# Sedona



## tiger1210 (Oct 23, 2008)

Any recommentations of the best time share in Sedona. I can't find any info on Sedona Summit. Has anyone stayed there. I read reviews of the Hyatt and they aren't very good.


----------



## Carmel85 (Oct 23, 2008)

HYATT  TOP floor units!


----------



## riverdees05 (Oct 23, 2008)

We will be there the Week of November 8, 2008.  We have a two bedroom and a Studio.


----------



## Red Rox (Oct 23, 2008)

I'm an owner at Sedona Summit. I live here in Sedona, but I have also stayed in most of the TS resorts in Sedona through the years except for the Hyatt. If I had to choose where to stay today, I'd pick Sedona Summit, The Ridge, The Hyatt, Los Abrigados and Arroyo Robles in that order. The Springs is also very nice, as is the Wyndham (formerly Fairfield). There are plenty of great TS choices in Sedona. And unlike many resorts, you won't be hanging at the resort all day. Sedona is a place where the best part is getting out and about all day long and hanging at the resort when it's time to sleep.


----------



## Robert D (Oct 23, 2008)

What's the best time of the year to visit Sedona?  Is it pretty hot in the summer?


----------



## Red Rox (Oct 23, 2008)

I think the best times to visit Sedona are spring and fall. But there's never a bad time, if you're prepared. It's generally about 15-20 degrees cooler here than in PHX and a little warmer than the Grand Canyon. Summer temps are in the 90s, but with no humidity it's better than 85 in the east


----------



## DanM (Oct 23, 2008)

Just got back today from the Summit and I recommend it highly. It is a couple of miles south of downtown...much quieter. If I had to pass t-shirt shops or a shopping strip everytime I walked outside my door I would go nuts. I called a few days before and asked if my unit had a red rock view. When I was told that most of the units didn't, I asked if they would try and they said they would make a note of my request. I got a beautiful Sunset room with two masters (perfect for two couples) with a direct view of trees and desert and a quarter view of the mesas. Incredible sitting on the terrace for breakfast and sunset.

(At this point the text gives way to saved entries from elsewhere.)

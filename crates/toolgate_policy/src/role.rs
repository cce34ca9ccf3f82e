//! Roles and their permission grants.

use serde::{Deserialize, Serialize};
use std::collections::HashSet;
use toolgate_error::{ConfigError, ToolgateResult};

/// Query-text length bound applied when no role in the chain sets one.
const DEFAULT_MAX_QUERY_LEN: usize = 2048;

/// Complexity score bound applied when no role in the chain sets one.
const DEFAULT_MAX_QUERY_COMPLEXITY: u32 = 50;

/// Result-row bound applied when no role in the chain sets one.
const DEFAULT_MAX_RESULT_ROWS: u32 = 500;

/// Caller privilege level.
///
/// Roles form a strict hierarchy: each role inherits every grant of the
/// roles below it, which the derived ordering expresses directly.
///
/// ```
/// use toolgate_policy::Role;
/// assert!(Role::Analyst > Role::User);
/// assert!(Role::Admin.inherits(Role::Guest));
/// ```
#[derive(
    Debug,
    Clone,
    Copy,
    PartialEq,
    Eq,
    PartialOrd,
    Ord,
    Hash,
    Serialize,
    Deserialize,
    strum::Display,
    strum::EnumString,
    strum::AsRefStr,
)]
#[serde(rename_all = "lowercase")]
#[strum(serialize_all = "lowercase")]
pub enum Role {
    /// Unmapped or untrusted callers; the default
    Guest,
    /// Ordinary callers with read access to common tables
    User,
    /// Investigators with free-form query access
    Analyst,
    /// Unrestricted operators
    Admin,
}

impl Role {
    /// All roles in ascending privilege order.
    pub const ALL: [Role; 4] = [Role::Guest, Role::User, Role::Analyst, Role::Admin];

    /// Whether this role inherits the grants of `other`.
    pub fn inherits(self, other: Role) -> bool {
        self >= other
    }
}

/// Grants introduced at one level of the role hierarchy.
///
/// Tools and tables accumulate upward through inheritance; denied tables
/// apply only at the level that declares them, so a higher role can regain
/// access a lower role forbids.
#[derive(Debug, Clone, Default, Serialize, Deserialize)]
#[serde(default)]
pub struct RoleGrants {
    /// Tool names granted at this level
    pub tools: HashSet<String>,
    /// Tables reachable from free-form query text at this level
    pub tables: HashSet<String>,
    /// Tables explicitly forbidden for this role (deny wins)
    pub denied_tables: HashSet<String>,
    /// Maximum free-form query length for this role
    pub max_query_len: Option<usize>,
    /// Maximum query complexity score for this role
    pub max_query_complexity: Option<u32>,
    /// Maximum result rows a query may request for this role
    pub max_result_rows: Option<u32>,
    /// When set, the role ignores allow lists entirely
    pub unrestricted: bool,
}

/// The full role table: one set of grants per role.
#[derive(Debug, Clone, Serialize, Deserialize)]
#[serde(default)]
pub struct RolePolicy {
    /// Grants introduced at the guest level
    pub guest: RoleGrants,
    /// Grants introduced at the user level
    pub user: RoleGrants,
    /// Grants introduced at the analyst level
    pub analyst: RoleGrants,
    /// Grants introduced at the admin level
    pub admin: RoleGrants,
}

impl RolePolicy {
    /// Grants declared at exactly one level.
    pub fn grants(&self, role: Role) -> &RoleGrants {
        match role {
            Role::Guest => &self.guest,
            Role::User => &self.user,
            Role::Analyst => &self.analyst,
            Role::Admin => &self.admin,
        }
    }

    /// Mutable grants for one level.
    pub fn grants_mut(&mut self, role: Role) -> &mut RoleGrants {
        match role {
            Role::Guest => &mut self.guest,
            Role::User => &mut self.user,
            Role::Analyst => &mut self.analyst,
            Role::Admin => &mut self.admin,
        }
    }

    /// Resolve the effective grants for a role: the union of everything at
    /// or below it, with the role's own deny list applied.
    pub fn effective(&self, role: Role) -> EffectiveGrants {
        let mut tools = HashSet::new();
        let mut tables = HashSet::new();
        let mut max_query_len = None;
        let mut max_query_complexity = None;
        let mut max_result_rows = None;
        let mut unrestricted = false;

        for level in Role::ALL.into_iter().filter(|level| role.inherits(*level)) {
            let grants = self.grants(level);
            tools.extend(grants.tools.iter().cloned());
            tables.extend(grants.tables.iter().cloned());
            if let Some(len) = grants.max_query_len {
                max_query_len = Some(max_query_len.map_or(len, |current: usize| current.max(len)));
            }
            if let Some(score) = grants.max_query_complexity {
                max_query_complexity =
                    Some(max_query_complexity.map_or(score, |current: u32| current.max(score)));
            }
            if let Some(rows) = grants.max_result_rows {
                max_result_rows =
                    Some(max_result_rows.map_or(rows, |current: u32| current.max(rows)));
            }
            unrestricted |= grants.unrestricted;
        }

        EffectiveGrants {
            tools,
            tables,
            denied_tables: self.grants(role).denied_tables.clone(),
            max_query_len: max_query_len.unwrap_or(DEFAULT_MAX_QUERY_LEN),
            max_query_complexity: max_query_complexity.unwrap_or(DEFAULT_MAX_QUERY_COMPLEXITY),
            max_result_rows: max_result_rows.unwrap_or(DEFAULT_MAX_RESULT_ROWS),
            unrestricted,
        }
    }

    /// Reject role tables that cannot be enforced coherently.
    pub fn validate(&self) -> ToolgateResult<()> {
        for role in Role::ALL {
            let grants = self.grants(role);
            if let Some(0) = grants.max_query_len {
                return Err(ConfigError::new(format!(
                    "role '{role}' has a zero max query length"
                ))
                .into());
            }
            if let Some(0) = grants.max_query_complexity {
                return Err(ConfigError::new(format!(
                    "role '{role}' has a zero max query complexity"
                ))
                .into());
            }
            if let Some(0) = grants.max_result_rows {
                return Err(ConfigError::new(format!(
                    "role '{role}' has a zero max result row count"
                ))
                .into());
            }
            if let Some(table) = grants.tables.intersection(&grants.denied_tables).next() {
                return Err(ConfigError::new(format!(
                    "role '{role}' both grants and denies table '{table}'"
                ))
                .into());
            }
        }
        Ok(())
    }
}

impl Default for RolePolicy {
    /// Default grants for a system-inventory deployment.
    fn default() -> Self {
        let to_set = |names: &[&str]| names.iter().map(|n| n.to_string()).collect::<HashSet<_>>();

        Self {
            guest: RoleGrants {
                tools: to_set(&["system_info"]),
                tables: to_set(&["system_info", "os_version", "uptime"]),
                denied_tables: HashSet::new(),
                max_query_len: Some(512),
                max_query_complexity: Some(10),
                max_result_rows: Some(50),
                unrestricted: false,
            },
            user: RoleGrants {
                tools: to_set(&["processes", "users", "network_interfaces"]),
                tables: to_set(&["processes", "users", "interface_details", "listening_ports"]),
                denied_tables: to_set(&["file", "hash", "yara"]),
                max_query_len: Some(2048),
                max_query_complexity: Some(50),
                max_result_rows: Some(500),
                unrestricted: false,
            },
            analyst: RoleGrants {
                tools: to_set(&["network_connections", "custom_query"]),
                tables: to_set(&["process_open_sockets", "file", "hash"]),
                denied_tables: to_set(&["yara", "kernel_modules"]),
                max_query_len: Some(4096),
                max_query_complexity: Some(200),
                max_result_rows: Some(2000),
                unrestricted: false,
            },
            admin: RoleGrants {
                tools: HashSet::new(),
                tables: HashSet::new(),
                denied_tables: HashSet::new(),
                max_query_len: Some(8192),
                max_query_complexity: Some(1000),
                max_result_rows: Some(10_000),
                unrestricted: true,
            },
        }
    }
}

/// How a role may touch one table.
///
/// Explicitly forbidden tables are a stronger signal than tables a role
/// merely never earned, and the two are reported at different severities.
#[derive(Debug, Clone, Copy, PartialEq, Eq)]
pub enum TableAccess {
    /// The table is reachable for this role
    Permitted,
    /// The table is on the role's deny list
    Forbidden,
    /// The table is outside the role's allow list
    NotGranted,
}

/// Resolved permissions for one role, inheritance applied.
#[derive(Debug, Clone)]
pub struct EffectiveGrants {
    /// Permitted tool names
    pub tools: HashSet<String>,
    /// Permitted tables for free-form query text
    pub tables: HashSet<String>,
    /// Tables forbidden regardless of grants
    pub denied_tables: HashSet<String>,
    /// Maximum free-form query length
    pub max_query_len: usize,
    /// Maximum query complexity score
    pub max_query_complexity: u32,
    /// Maximum result rows a query may request
    pub max_result_rows: u32,
    /// Allow-all override (admin)
    pub unrestricted: bool,
}

impl EffectiveGrants {
    /// Whether a tool is permitted.
    pub fn permits_tool(&self, tool_name: &str) -> bool {
        self.unrestricted || self.tools.contains(tool_name)
    }

    /// Classify a table reference. The deny list wins even for unrestricted
    /// roles.
    pub fn table_access(&self, table: &str) -> TableAccess {
        if self.denied_tables.contains(table) {
            return TableAccess::Forbidden;
        }
        if self.unrestricted || self.tables.contains(table) {
            TableAccess::Permitted
        } else {
            TableAccess::NotGranted
        }
    }

    /// Whether a table reference is permitted.
    pub fn permits_table(&self, table: &str) -> bool {
        self.table_access(table) == TableAccess::Permitted
    }
}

Also did the balloon ride over the red rocks and the Pink Jeep ride on Broken Arrow trail.  I would recommend both. The balloon ride is very expensive but it's a once in a lifetime thing. The jeep ride is a lot of fun and I'd consider doing another back country trail in a few years just because it's a great way to get into the rocks without a long hike...and I am old and weak


----------



## JEFF H (Oct 24, 2008)

Red Rox said:


> If I had to choose where to stay today, I'd pick Sedona Summit, The Ridge, The Hyatt, Los Abrigados and Arroyo Robles in that order. The Springs is also very nice, as is the Wyndham (formerly Fairfield).



All of the above are good timeshare resorts.

Hyatt is my number one pick in a 1-BR or larger unit and the upper floor.
some lower floor studios look out on a wall of rock and are dark inside.
Studio guests have reported hearing  noise from the 1-BR side.
Great location,awesum views from pool area, large fitness room,steam room free wired High speed in all units.

The Ridge use to be my second choice but im told guests no longer have free access to the excellent health/fitness club at the Hilton. Without that benefit im not as willing to stay out in Oak creek village.
The Ridge and Summit both have large modern units but lack free internet access.

Wyndham is also a good choice but they have a couple different size units and configurations that can make it hard to know what your actually getting befor reserving. decent location in Sedona off a street across from Bashes supermarket. good excersise room,free wifi at clubhouse

Los Abrigados has great location, excellent health club. The units are older and on the compact size.  They don't  have full kitchens so If you want a kitchen skip this one. no free internet access.

Arroyo Roble has great location in the center of Uptown sedona,good club house with small workout room,indoor/outdoor pool,steam room, free wifi in the clubhouse/pool area.
It is a very well maintained 25 year old resort.  the units tend to be Dark inside and the decor feels dated.


----------



## nightnurse613 (Nov 3, 2008)

Red, I have never stayed at Los Abrigados but I can't imagine you think it's better than Arroyo Robles?  I would move AR up, add in Villas of Sedona and then maybe LA??  Why Los Abrigados (I totally respect your opinion)?  I might have to add it to my short list!


----------



## Red Rox (Nov 4, 2008)

nightnurse613 said:


> Red, I have never stayed at Los Abrigados but I can't imagine you think it's better than Arroyo Robles?  I would move AR up, add in Villas of Sedona and then maybe LA??  Why Los Abrigados (I totally respect your opinion)?  I might have to add it to my short list!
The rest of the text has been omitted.